The following sites have detailed explanations and examples: http://www.unixuser.org/~euske/doc/python/recursion-j.html
As I explained earlier, the big advantage of generators is that they can process sequentially without holding the entire list. In other words, it goes well with problems that can be subdivided and solved through iterative processing. You can see that this is very close to the idea of solving problems with recursion. The Fibonacci sequence example was an example of replacing recursion with a generator, but of course you can use the generator itself recursively. The advantage of using a generator instead of a function is that once you have generated a value, you can discard it on the fly. For example, the code to scan a tree structure recursively using a generator looks like this:
tree.py
class Node:
def __init__(self, data):
self.data = data
self.left = None
self.right = None
def traverse(node):
if node is not None:
for x in traverse(node.left):
yield x
yield t.dat
for x in traverse(node.right):
yield x
By the way, if you use the yield from
statement newly added from the python3.3 series, the traverse
function will be even cleaner.
def traverse(node):
if node is not None:
yield from traverse(node.left):
yield t.dat
yield from traverse(node.right)
It will be.
The following sources have detailed instructions: http://masnun.com/2015/11/13/python-generators-coroutines-native-coroutines-and-async-await.html
A coroutine is a subroutine that allows you to suspend processing and then resume processing in the middle. Coroutines can not only retrieve values, but also send them. For example, take the following example:
coroutine.py
def coro():
hello = yield "Hello"
yield hello
c = coro()
print(next(c))
print(c.send("World"))
Here you can see that the yield is on the right side of the assignment expression. Then, the send method sends the string " World "

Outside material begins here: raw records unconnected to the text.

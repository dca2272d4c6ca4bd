use async_trait::async_trait;
use chrono::{Duration, NaiveDate, Utc};
use serde::Deserialize;
use serde_json::{Map, Value, json};

use crate::application::tooling::{ParamKind, ParamSpec, Tool, ToolInvokeError, ToolSpec};

use super::types::PlantingMethod;

const DATE_FORMAT: &str = "%Y-%m-%d";

#[derive(Debug, Deserialize)]
struct ScheduleArgs {
    plants: Vec<SchedulePlant>,
    frost_dates: FrostDates,
    #[serde(default)]
    current_date: Option<String>,
    #[serde(default)]
    succession_planting: bool,
}

#[derive(Debug, Deserialize)]
struct SchedulePlant {
    #[serde(default = "SchedulePlant::default_name")]
    common_name: String,
    #[serde(default = "SchedulePlant::default_maturity")]
    days_to_maturity: i64,
    #[serde(default = "SchedulePlant::default_method")]
    planting_method: PlantingMethod,
    #[serde(default)]
    continuous_harvest: bool,
}

impl SchedulePlant {
    fn default_name() -> String {
        "Unknown".to_string()
    }

    fn default_maturity() -> i64 {
        60
    }

    fn default_method() -> PlantingMethod {
        PlantingMethod::Seed
    }
}

#[derive(Debug, Deserialize)]
struct FrostDates {
    #[serde(default)]
    last_spring_frost: Option<String>,
    #[serde(default)]
    #[allow(dead_code)]
    first_fall_frost: Option<String>,
}

struct PlantingWindow {
    start: NaiveDate,
    end: NaiveDate,
    action: &'static str,
}

pub struct PlantingScheduleTool {
    spec: ToolSpec,
}

impl Default for PlantingScheduleTool {
    fn default() -> Self {
        Self::new()
    }
}

impl PlantingScheduleTool {
    pub fn new() -> Self {
        Self {
            spec: ToolSpec::new(
                "generate_planting_schedule",
                "Creates temporal planting plan based on frost dates",
            )
            .with_param(
                "plants",
                ParamSpec::required(ParamKind::Array, "Selected plants with maturity data"),
            )
            .with_param(
                "frost_dates",
                ParamSpec::required(ParamKind::Object, "Last spring and first fall frost dates"),
            )
            .with_param(
                "current_date",
                ParamSpec::optional(ParamKind::String, "Current date for schedule relevance"),
            )
            .with_param(
                "succession_planting",
                ParamSpec::optional(ParamKind::Boolean, "Whether to plan multiple harvests"),
            ),
        }
    }
}

// Frost-free climates (and unparseable dates) plant from today; everywhere
// else transplants start indoors 6-4 weeks before the last frost and seeds go
// in 1-3 weeks after it.
fn planting_window(
    method: PlantingMethod,
    last_frost: Option<NaiveDate>,
    today: NaiveDate,
) -> PlantingWindow {
    match last_frost {
        None => PlantingWindow {
            start: today,
            end: today + Duration::days(14),
            action: match method {
                PlantingMethod::Seed | PlantingMethod::Both => "direct_sow",
                PlantingMethod::Transplant => "transplant",
            },
        },
        Some(frost) => match method {
            PlantingMethod::Transplant => PlantingWindow {
                start: frost - Duration::days(42),
                end: frost - Duration::days(28),
                action: "start_indoors",
            },
            PlantingMethod::Seed | PlantingMethod::Both => PlantingWindow {
                start: frost + Duration::days(7),
                end: frost + Duration::days(21),
                action: "direct_sow",
            },
        },
    }
}

fn parse_date(value: Option<&str>) -> Option<NaiveDate> {
    NaiveDate::parse_from_str(value?, DATE_FORMAT).ok()
}

#[async_trait]
impl Tool for PlantingScheduleTool {
    fn spec(&self) -> &ToolSpec {
        &self.spec
    }

    async fn invoke(&self, args: Map<String, Value>) -> Result<Value, ToolInvokeError> {
        let args: ScheduleArgs = serde_json::from_value(Value::Object(args))?;

        let today = parse_date(args.current_date.as_deref())
            .unwrap_or_else(|| Utc::now().date_naive());
        let last_frost = parse_date(args.frost_dates.last_spring_frost.as_deref());

        let mut schedule = Vec::new();

        for plant in &args.plants {
            let window = planting_window(plant.planting_method, last_frost, today);
            let harvest = window.end + Duration::days(plant.days_to_maturity);

            schedule.push(json!({
                "plant_name": plant.common_name,
                "action": window.action,
                "date_range_start": window.start.format(DATE_FORMAT).to_string(),
                "date_range_end": window.end.format(DATE_FORMAT).to_string(),
                "expected_harvest": harvest.format(DATE_FORMAT).to_string(),
                "notes": format!(
                    "Plant {} approximately {} days before harvest",
                    plant.common_name, plant.days_to_maturity
                ),
            }));

            if args.succession_planting && plant.continuous_harvest {
                let second_start = window.end + Duration::days(21);
                let second_harvest = second_start + Duration::days(plant.days_to_maturity);
                schedule.push(json!({
                    "plant_name": format!("{} (succession)", plant.common_name),
                    "action": window.action,
                    "date_range_start": second_start.format(DATE_FORMAT).to_string(),
                    "date_range_end": (second_start + Duration::days(7))
                        .format(DATE_FORMAT)
                        .to_string(),
                    "expected_harvest": second_harvest.format(DATE_FORMAT).to_string(),
                    "notes": "Succession planting for extended harvest",
                }));
            }
        }

        schedule.sort_by(|a, b| {
            a["date_range_start"]
                .as_str()
                .cmp(&b["date_range_start"].as_str())
        });

        Ok(json!({ "schedule": schedule }))
    }
}
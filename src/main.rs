use clap::Parser;
use std::error::Error;
use trellis::Cli;

#[tokio::main]
async fn main() -> Result<(), Box<dyn Error>> {
    trellis::run(Cli::parse()).await
}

. You can see that it makes use of the characteristics of generators that have states.
If you're talking about coroutines in detail, this is likely to be another article, so I'll just introduce it here. If you feel like it, you may also post an article about coroutines.
Since native coroutines have been implemented since python3.5, the same processing can be achieved without using a generator.
The generator is a difficult concept to grasp, but I think it's surprisingly simple to understand if you think of it as a tool that has a state and returns values in order with only partial actions without holding the entire list. Let's all use the generator and write cool programs! (Although I haven't mastered it yet).